Poor Ben Grimm gets changed into The Thing who makes the Incredible Hulk look like the Incredible Hunk, and at two tons with massive hands, he finds the simplest task like eating or lifting a coffee cup just about impossible. He also loses his wife who can't deal with his physical change, and he's stared at and shunned.
What these movies and the comics they are based on sometimes don't get right is the physical cost of having a superpower.
Johnny Storm, The Human Torch, of THE FANTASTIC FOUR, is a perfect example. He puts out an incredible amount of heat when he ignites himself and flies. At the end of the movie, he is involved in a long chase scene then becomes a supernova, but he is only winded by the end of the final confrontation with Dr. Doom.
Where does this energy come from, and why isn't he starving or weak after such an expenditure?
The reality is that he should be since these comics are based on pseudo-science, and energy isn't infinite even in pseudo-science.
By giving a superhero limitations in power, the writer is also making the story more exciting because a certain weakness means possible defeat.

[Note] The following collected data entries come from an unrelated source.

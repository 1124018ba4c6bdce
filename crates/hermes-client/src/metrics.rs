//! Outbound call metrics.
//!
//! Recorded through the `metrics` facade; nothing is exported unless the
//! application installs a recorder.

use crate::response::StatusClass;
use metrics::{counter, describe_counter};
use std::sync::Once;

static DESCRIBE: Once = Once::new();

/// Registers metric descriptions once per process.
pub(crate) fn describe() {
    DESCRIBE.call_once(|| {
        describe_counter!(
            "hermes_http_client_attempts_total",
            "Outbound HTTP attempts, retries included"
        );
        describe_counter!(
            "hermes_http_client_requests_total",
            "Outbound HTTP calls by final outcome"
        );
    });
}

pub(crate) fn record_attempt(method: &str) {
    counter!("hermes_http_client_attempts_total", "method" => method.to_string()).increment(1);
}

/// Records the final outcome of a call.
///
/// `class` is a status class label, `transport_error` or `cancelled`.
pub(crate) fn record_outcome(method: &str, class: &'static str) {
    counter!(
        "hermes_http_client_requests_total",
        "method" => method.to_string(),
        "class" => class
    )
    .increment(1);
}

pub(crate) fn record_response(method: &str, class: StatusClass) {
    record_outcome(method, class.as_str());
}
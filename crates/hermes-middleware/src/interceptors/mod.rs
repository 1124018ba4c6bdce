//! Standard interceptors.
//!
//! | Order | Interceptor                | Adds to the context            |
//! |-------|----------------------------|--------------------------------|
//! | 1     | [`RequestIdInterceptor`]   | `request_id`                   |
//! | 2     | [`TenantInterceptor`]      | `tenant` (when the header is set) |
//! | 3     | [`TracingInterceptor`]     | `trace_id`, `span_id`, active span |
//!
//! Each one also attaches a logger enriched with what it added.

pub mod request_id;
pub mod tenant;
pub mod tracing;

pub use request_id::{RequestIdInterceptor, REQUEST_ID_HEADER};
pub use tenant::{TenantInterceptor, TENANT_HEADER};
pub use tracing::TracingInterceptor;
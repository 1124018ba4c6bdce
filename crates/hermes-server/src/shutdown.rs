//! Signal-driven shutdown.
//!
//! [`trap`] installs OS handlers for a set of signals and returns a
//! [`ShutdownSignal`] that closes after the first of them arrives and the
//! shutdown callback has run. Later signals are swallowed: the handlers stay
//! installed, so they neither rerun the callback nor kill the process.
//!
//! ```rust,no_run
//! use hermes_server::{trap, Signal};
//!
//! # async fn example() -> Result<(), hermes_server::ShutdownError> {
//! let shutdown = trap(&[Signal::Interrupt, Signal::Terminate], |signal| {
//!     tracing::info!(%signal, "flushing caches");
//!     Ok(())
//! })?;
//!
//! shutdown.recv().await;
//! # Ok(())
//! # }
//! ```

use crate::error::ShutdownError;
use futures_util::future::{select_all, BoxFuture};
use futures_util::FutureExt;
use std::fmt;
use std::future::Future;
use std::panic::AssertUnwindSafe;
use std::str::FromStr;
use std::sync::atomic::{AtomicBool, AtomicUsize, Ordering};
use std::sync::Arc;
use tokio::sync::Notify;

/// Callback run once, on the listener task, when the first signal arrives.
pub type ShutdownCallback = Box<dyn FnOnce(Signal) -> anyhow::Result<()> + Send>;

/// Signals that can trigger shutdown.
#[derive(Debug, Clone, Copy, PartialEq, Eq, Hash)]
pub enum Signal {
    /// `SIGINT`, e.g. Ctrl+C.
    Interrupt,
    /// `SIGTERM`.
    Terminate,
}

impl Signal {
    /// Returns the conventional signal name.
    pub fn as_str(self) -> &'static str {
        match self {
            Self::Interrupt => "SIGINT",
            Self::Terminate => "SIGTERM",
        }
    }
}

impl fmt::Display for Signal {
    fn fmt(&self, f: &mut fmt::Formatter<'_>) -> fmt::Result {
        f.write_str(self.as_str())
    }
}

impl FromStr for Signal {
    type Err = ShutdownError;

    fn from_str(s: &str) -> Result<Self, Self::Err> {
        match s.trim().to_ascii_uppercase().as_str() {
            "SIGINT" | "INT" | "INTERRUPT" => Ok(Self::Interrupt),
            "SIGTERM" | "TERM" | "TERMINATE" => Ok(Self::Terminate),
            _ => Err(ShutdownError::UnknownSignal(s.to_string())),
        }
    }
}

/// A one-shot signal that tasks can wait on.
///
/// Clones share state. Once closed it stays closed, and every current and
/// future [`recv`](Self::recv) completes.
#[derive(Debug, Clone)]
pub struct ShutdownSignal {
    triggered: Arc<AtomicBool>,
    notify: Arc<Notify>,
}

impl ShutdownSignal {
    /// Creates an open signal.
    #[must_use]
    pub fn new() -> Self {
        Self {
            triggered: Arc::new(AtomicBool::new(false)),
            notify: Arc::new(Notify::new()),
        }
    }

    /// Closes the signal. Idempotent.
    pub fn trigger(&self) {
        if self
            .triggered
            .compare_exchange(false, true, Ordering::SeqCst, Ordering::SeqCst)
            .is_ok()
        {
            self.notify.notify_waiters();
        }
    }

    /// Returns `true` once the signal has closed.
    #[must_use]
    pub fn is_closed(&self) -> bool {
        self.triggered.load(Ordering::SeqCst)
    }

    /// Returns a future that completes when the signal closes.
    pub fn recv(&self) -> impl Future<Output = ()> + Send + 'static {
        let signal = self.clone();
        async move {
            loop {
                let notified = signal.notify.notified();
                if signal.is_closed() {
                    return;
                }
                notified.await;
            }
        }
    }
}

impl Default for ShutdownSignal {
    fn default() -> Self {
        Self::new()
    }
}

/// Installs handlers for `signals` and returns the signal that closes after
/// the first of them.
///
/// Handlers are registered before this returns, so a signal sent right after
/// the call is never missed. `on_signal` runs exactly once on a background
/// task; an error or panic from it is logged and the signal still closes.
///
/// Must be called from within a Tokio runtime.
pub fn trap<F>(signals: &[Signal], on_signal: F) -> Result<ShutdownSignal, ShutdownError>
where
    F: FnOnce(Signal) -> anyhow::Result<()> + Send + 'static,
{
    if signals.is_empty() {
        return Err(ShutdownError::NoSignals);
    }

    let listeners = signals
        .iter()
        .map(|&signal| Listener::register(signal))
        .collect::<Result<Vec<_>, _>>()?;
    tracing::debug!(?signals, "shutdown signals trapped");

    let first = select_all(listeners.into_iter().map(Listener::wait)).map(|(signal, _, _)| signal);
    Ok(trap_from(first, on_signal))
}

/// Runs the shutdown sequence once `first` yields a signal.
pub(crate) fn trap_from<S, F>(first: S, on_signal: F) -> ShutdownSignal
where
    S: Future<Output = Signal> + Send + 'static,
    F: FnOnce(Signal) -> anyhow::Result<()> + Send + 'static,
{
    let shutdown = ShutdownSignal::new();
    let closer = shutdown.clone();

    tokio::spawn(async move {
        let signal = first.await;
        tracing::info!(%signal, "received shutdown signal");

        match std::panic::catch_unwind(AssertUnwindSafe(|| on_signal(signal))) {
            Ok(Ok(())) => {}
            Ok(Err(e)) => tracing::error!(%signal, error = %format!("{e:#}"), "shutdown callback failed"),
            Err(_) => tracing::error!(%signal, "shutdown callback panicked"),
        }

        closer.trigger();
    });

    shutdown
}

struct Listener {
    signal: Signal,
    #[cfg(unix)]
    stream: tokio::signal::unix::Signal,
}

impl Listener {
    #[cfg(unix)]
    fn register(signal: Signal) -> Result<Self, ShutdownError> {
        use tokio::signal::unix::SignalKind;

        let kind = match signal {
            Signal::Interrupt => SignalKind::interrupt(),
            Signal::Terminate => SignalKind::terminate(),
        };
        let stream = tokio::signal::unix::signal(kind)
            .map_err(|source| ShutdownError::Register { signal, source })?;
        Ok(Self { signal, stream })
    }

    #[cfg(not(unix))]
    fn register(signal: Signal) -> Result<Self, ShutdownError> {
        match signal {
            Signal::Interrupt => Ok(Self { signal }),
            Signal::Terminate => Err(ShutdownError::Unsupported(signal)),
        }
    }

    #[cfg(unix)]
    fn wait(mut self) -> BoxFuture<'static, Signal> {
        Box::pin(async move {
            if self.stream.recv().await.is_none() {
                std::future::pending::<()>().await;
            }
            self.signal
        })
    }

    #[cfg(not(unix))]
    fn wait(self) -> BoxFuture<'static, Signal> {
        Box::pin(async move {
            if tokio::signal::ctrl_c().await.is_err() {
                std::future::pending::<()>().await;
            }
            self.signal
        })
    }
}

/// Counts open connections so shutdown can wait for them.
#[derive(Debug, Clone)]
pub struct ConnectionTracker {
    active: Arc<AtomicUsize>,
    notify: Arc<Notify>,
}

impl ConnectionTracker {
    /// Creates a tracker with no connections.
    #[must_use]
    pub fn new() -> Self {
        Self {
            active: Arc::new(AtomicUsize::new(0)),
            notify: Arc::new(Notify::new()),
        }
    }

    /// Registers a connection until the returned token is dropped.
    #[must_use]
    pub fn acquire(&self) -> ConnectionToken {
        self.active.fetch_add(1, Ordering::SeqCst);
        ConnectionToken {
            active: Arc::clone(&self.active),
            notify: Arc::clone(&self.notify),
        }
    }

    /// Number of open connections.
    #[must_use]
    pub fn active_connections(&self) -> usize {
        self.active.load(Ordering::SeqCst)
    }

    /// Completes once no connections are open.
    pub async fn wait_for_idle(&self) {
        loop {
            let notified = self.notify.notified();
            if self.active.load(Ordering::SeqCst) == 0 {
                return;
            }
            notified.await;
        }
    }
}

impl Default for ConnectionTracker {
    fn default() -> Self {
        Self::new()
    }
}

/// Held for the life of one connection.
#[derive(Debug)]
pub struct ConnectionToken {
    active: Arc<AtomicUsize>,
    notify: Arc<Notify>,
}

impl Drop for ConnectionToken {
    fn drop(&mut self) {
        if self.active.fetch_sub(1, Ordering::SeqCst) == 1 {
            self.notify.notify_waiters();
        }
    }
}
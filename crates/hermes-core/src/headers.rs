//! Header names shared by the inbound interceptors and the outbound client.

/// Default header carrying the request ID, inbound and outbound.
pub const REQUEST_ID_HEADER: &str = "x-request-id";

/// Default header carrying the tenant tag.
pub const TENANT_HEADER: &str = "x-tenant";
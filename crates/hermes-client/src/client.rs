//! The retrying HTTP client.

use crate::error::{ClientError, ClientResult};
use crate::metrics;
use crate::options::HttpClientOptions;
use crate::response::HttpClientResponse;
use crate::tls::TlsPolicy;
use bytes::Bytes;
use hermes_core::{Done, RequestContext, RequestId};
use hermes_telemetry::TracerHandle;
use http::header::{HeaderMap, HeaderName, HeaderValue};
use http::{Method, StatusCode};
use reqwest::{Client, Url};
use std::future::Future;
use std::panic::Location;
use std::time::Duration;

pub use hermes_core::REQUEST_ID_HEADER;

/// HTTP client that retries, propagates request identity and trace context,
/// and honours the caller's cancellation.
///
/// Cheap to clone; clones share the connection pool.
#[derive(Debug, Clone)]
pub struct ResilientHttpClient {
    client: Client,
    tls: TlsPolicy,
    settings: TransportSettings,
    request_id_header: HeaderName,
    tracer: Option<TracerHandle>,
}

#[derive(Debug, Clone, Copy)]
struct TransportSettings {
    timeout: Duration,
    connect_timeout: Duration,
    pool_max_idle_per_host: usize,
}

impl TransportSettings {
    fn build(self, tls: &TlsPolicy) -> ClientResult<Client> {
        let builder = Client::builder()
            .timeout(self.timeout)
            .connect_timeout(self.connect_timeout)
            .pool_max_idle_per_host(self.pool_max_idle_per_host);
        tls.apply(builder)?
            .build()
            .map_err(|e| ClientError::config(format!("failed to create client: {e}")))
    }
}

impl ResilientHttpClient {
    /// Creates a client with the given TLS policy and default settings.
    pub fn new(tls: TlsPolicy) -> ClientResult<Self> {
        Self::builder().tls(tls).build()
    }

    /// Creates a builder.
    pub fn builder() -> ResilientHttpClientBuilder {
        ResilientHttpClientBuilder::default()
    }

    /// Returns the client's TLS policy.
    pub fn tls(&self) -> &TlsPolicy {
        &self.tls
    }

    /// Makes a call, retrying as `options.retry` allows.
    ///
    /// A 4xx or 5xx answer that is not retried, or the last one after retries
    /// run out, is returned as [`ClientError::Status`] carrying the response.
    /// The call stops with [`ClientError::Cancelled`] as soon as `ctx` is
    /// cancelled or its deadline passes, dropping any attempt in flight.
    #[track_caller]
    pub fn execute<'a>(
        &'a self,
        ctx: &'a RequestContext,
        options: HttpClientOptions,
    ) -> impl Future<Output = ClientResult<HttpClientResponse>> + Send + 'a {
        let caller = Location::caller();
        self.execute_from(ctx, options, caller)
    }

    async fn execute_from(
        &self,
        ctx: &RequestContext,
        options: HttpClientOptions,
        caller: &'static Location<'static>,
    ) -> ClientResult<HttpClientResponse> {
        let method = Method::from_bytes(options.method.as_bytes()).map_err(|_| {
            ClientError::invalid_request(format!("invalid method {:?}", options.method))
        })?;
        let url = build_url(&options.url, &options.query)?;
        let (headers, request_id) = self.outbound_headers(ctx, &options.headers)?;

        let dedicated;
        let (transport, tls) = match &options.tls {
            Some(tls) => {
                dedicated = self.settings.build(tls)?;
                (&dedicated, tls)
            }
            None => (&self.client, &self.tls),
        };
        if tls.insecure_skip_verify {
            ctx.logger().warn(&format!(
                "TLS certificate verification disabled for {method} {url} called from {caller}"
            ));
        }

        let policy = &options.retry;
        let max_attempts = policy.attempts();
        let mut attempt = 0;
        loop {
            attempt += 1;
            metrics::record_attempt(method.as_str());

            let sent = send_once(transport, &method, &url, &headers, options.body.clone());
            let outcome = match ctx.run(sent).await {
                Ok(outcome) => outcome,
                Err(done) => return Err(abort(ctx, &method, &url, done)),
            };
            let attempts_left = attempt < max_attempts;

            match outcome {
                Ok((status, response_headers, body)) => {
                    let response = HttpClientResponse::new(
                        status,
                        response_headers,
                        body,
                        request_id.clone(),
                        attempt,
                    );
                    if !response.is_error() {
                        metrics::record_response(method.as_str(), response.class());
                        return Ok(response);
                    }
                    if !(attempts_left && policy.should_retry_status(status)) {
                        metrics::record_response(method.as_str(), response.class());
                        return Err(ClientError::Status(Box::new(response)));
                    }
                    ctx.logger().debug(&format!(
                        "attempt {attempt}/{max_attempts} for {method} {url} got {status}, retrying"
                    ));
                }
                Err(source) if source.is_builder() => {
                    return Err(ClientError::invalid_request(source.to_string()));
                }
                Err(source) => {
                    if !attempts_left {
                        metrics::record_outcome(method.as_str(), "transport_error");
                        ctx.logger().error(&format!(
                            "{method} {url} failed after {attempt} attempt(s): {source}"
                        ));
                        return Err(ClientError::Transport {
                            attempts: attempt,
                            source,
                        });
                    }
                    ctx.logger().warn(&format!(
                        "attempt {attempt}/{max_attempts} for {method} {url} failed: {source}"
                    ));
                }
            }

            if let Err(done) = ctx.run(tokio::time::sleep(policy.backoff(attempt))).await {
                return Err(abort(ctx, &method, &url, done));
            }
        }
    }

    /// Builds outbound headers and resolves the request ID to send.
    fn outbound_headers(
        &self,
        ctx: &RequestContext,
        extra: &[(String, String)],
    ) -> ClientResult<(HeaderMap, String)> {
        let mut headers = HeaderMap::with_capacity(extra.len() + 3);
        for (name, value) in extra {
            let name = HeaderName::from_bytes(name.as_bytes())
                .map_err(|e| ClientError::invalid_request(format!("header {name:?}: {e}")))?;
            let value = HeaderValue::from_str(value)
                .map_err(|e| ClientError::invalid_request(format!("header {name}: {e}")))?;
            headers.append(name, value);
        }

        let request_id = if ctx.has_request_id() {
            ctx.request_id().to_owned()
        } else {
            RequestId::generate().to_string()
        };
        let value = HeaderValue::from_str(&request_id)
            .map_err(|e| ClientError::invalid_request(format!("request id: {e}")))?;
        headers.insert(self.request_id_header.clone(), value);

        if let (Some(handle), Some(cx)) = (self.tracer(), ctx.trace_context()) {
            handle.inject(cx, &mut headers);
        }

        Ok((headers, request_id))
    }

    fn tracer(&self) -> Option<&TracerHandle> {
        match &self.tracer {
            Some(handle) => Some(handle),
            None => hermes_telemetry::registered_tracer(),
        }
    }
}

fn abort(ctx: &RequestContext, method: &Method, url: &Url, done: Done) -> ClientError {
    metrics::record_outcome(method.as_str(), "cancelled");
    ctx.logger().warn(&format!("{method} {url} aborted: {done}"));
    ClientError::Cancelled(done)
}

fn build_url(raw: &str, query: &[(String, String)]) -> ClientResult<Url> {
    let mut url = Url::parse(raw)
        .map_err(|e| ClientError::invalid_request(format!("invalid URL {raw:?}: {e}")))?;
    if !matches!(url.scheme(), "http" | "https") {
        return Err(ClientError::invalid_request(format!(
            "unsupported URL scheme {:?}",
            url.scheme()
        )));
    }
    if !query.is_empty() {
        url.query_pairs_mut().extend_pairs(query);
    }
    Ok(url)
}

async fn send_once(
    client: &Client,
    method: &Method,
    url: &Url,
    headers: &HeaderMap,
    body: Option<Bytes>,
) -> Result<(StatusCode, HeaderMap, Bytes), reqwest::Error> {
    let mut request = client
        .request(method.clone(), url.clone())
        .headers(headers.clone());
    if let Some(body) = body {
        request = request.body(body);
    }
    let response = request.send().await?;
    let status = response.status();
    let headers = response.headers().clone();
    let body = response.bytes().await?;
    Ok((status, headers, body))
}

/// Builder for [`ResilientHttpClient`].
#[derive(Debug, Clone)]
pub struct ResilientHttpClientBuilder {
    tls: TlsPolicy,
    settings: TransportSettings,
    request_id_header: String,
    tracer: Option<TracerHandle>,
}

impl Default for ResilientHttpClientBuilder {
    fn default() -> Self {
        Self {
            tls: TlsPolicy::default(),
            settings: TransportSettings {
                timeout: Duration::from_secs(30),
                connect_timeout: Duration::from_secs(10),
                pool_max_idle_per_host: 100,
            },
            request_id_header: REQUEST_ID_HEADER.to_string(),
            tracer: None,
        }
    }
}

impl ResilientHttpClientBuilder {
    /// Sets the TLS policy.
    #[must_use]
    pub fn tls(mut self, tls: TlsPolicy) -> Self {
        self.tls = tls;
        self
    }

    /// Sets the timeout for a single attempt.
    #[must_use]
    pub fn attempt_timeout(mut self, timeout: Duration) -> Self {
        self.settings.timeout = timeout;
        self
    }

    /// Sets the connect timeout.
    #[must_use]
    pub fn connect_timeout(mut self, timeout: Duration) -> Self {
        self.settings.connect_timeout = timeout;
        self
    }

    /// Sets the idle connection limit per host.
    #[must_use]
    pub fn pool_max_idle_per_host(mut self, max: usize) -> Self {
        self.settings.pool_max_idle_per_host = max;
        self
    }

    /// Sets the header used to send the request ID.
    #[must_use]
    pub fn request_id_header(mut self, name: impl Into<String>) -> Self {
        self.request_id_header = name.into();
        self
    }

    /// Uses the given tracer instead of the process-wide registration.
    #[must_use]
    pub fn tracer(mut self, handle: TracerHandle) -> Self {
        self.tracer = Some(handle);
        self
    }

    /// Builds the client, loading TLS material once.
    pub fn build(self) -> ClientResult<ResilientHttpClient> {
        metrics::describe();
        let request_id_header = HeaderName::from_bytes(self.request_id_header.as_bytes())
            .map_err(|e| {
                ClientError::config(format!(
                    "invalid request id header {:?}: {e}",
                    self.request_id_header
                ))
            })?;
        let client = self.settings.build(&self.tls)?;
        Ok(ResilientHttpClient {
            client,
            tls: self.tls,
            settings: self.settings,
            request_id_header,
            tracer: self.tracer,
        })
    }
}
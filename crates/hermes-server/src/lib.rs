//! # Hermes Server
//!
//! Serving and stopping a Hermes service.
//!
//! - [`HttpServer`] - hyper HTTP/1.1 server in front of a composed middleware chain
//! - [`trap`] / [`ShutdownSignal`] - turn the first OS signal into a one-shot close
//! - [`ServerConfig`] - TOML/JSON configuration with `HERMES_*` overrides
//! - [`ServerTlsConfig`] - optional HTTPS from PEM certificate and key files
//!
//! ## Example
//!
//! ```rust,no_run
//! use hermes_middleware::{handler_fn, Response, ResponseExt};
//! use hermes_server::{HttpServer, ServerConfig};
//! use http::StatusCode;
//!
//! # async fn example() -> Result<(), hermes_server::ServerError> {
//! let config = ServerConfig::default().with_bind_addr("127.0.0.1:8080");
//! let server = HttpServer::standard(
//!     config,
//!     handler_fn(|_ctx, _req| async { Response::text(StatusCode::OK, "hello") }),
//! )?
//! .on_shutdown(|signal| {
//!     tracing::info!(%signal, "shutting down");
//!     Ok(())
//! });
//!
//! server.start().await
//! # }
//! ```

#![doc(html_root_url = "https://docs.rs/hermes-server/0.1.0")]
#![warn(missing_docs)]
#![forbid(unsafe_code)]

pub mod config;
pub mod error;
pub mod server;
pub mod shutdown;
pub mod tls;

pub use config::ServerConfig;
pub use error::{ConfigError, ServerError, ServerResult, ShutdownError};
pub use server::{BoundServer, HttpServer};
pub use shutdown::{trap, ConnectionTracker, ShutdownCallback, ShutdownSignal, Signal};
pub use tls::ServerTlsConfig;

Just think of Superman and Kryptonite. Superman isn't very exciting when he's fighting criminals because we know all the bullets will bounce off the chest, but toss in Kryptonite, and he's as mortal as the rest of us.
In your own writing, remember to include the physical cost as well as the emotional cost for your characters, superheroes or not, and your story will be much more exciting.
Now, "Flame On!" but remember to have your character completely depleted and moving on courage by the end of the final fight and have him stop by the all-you-can-eat buffet to celebrate his victory.
A WRITER'S LIFE TIP: A VCR and TiVo are a writer's friend. Record that show you absolutely have to watch and fast forward through all the commercials and other garbage. You can save yourself loads of time you can use for writing this way.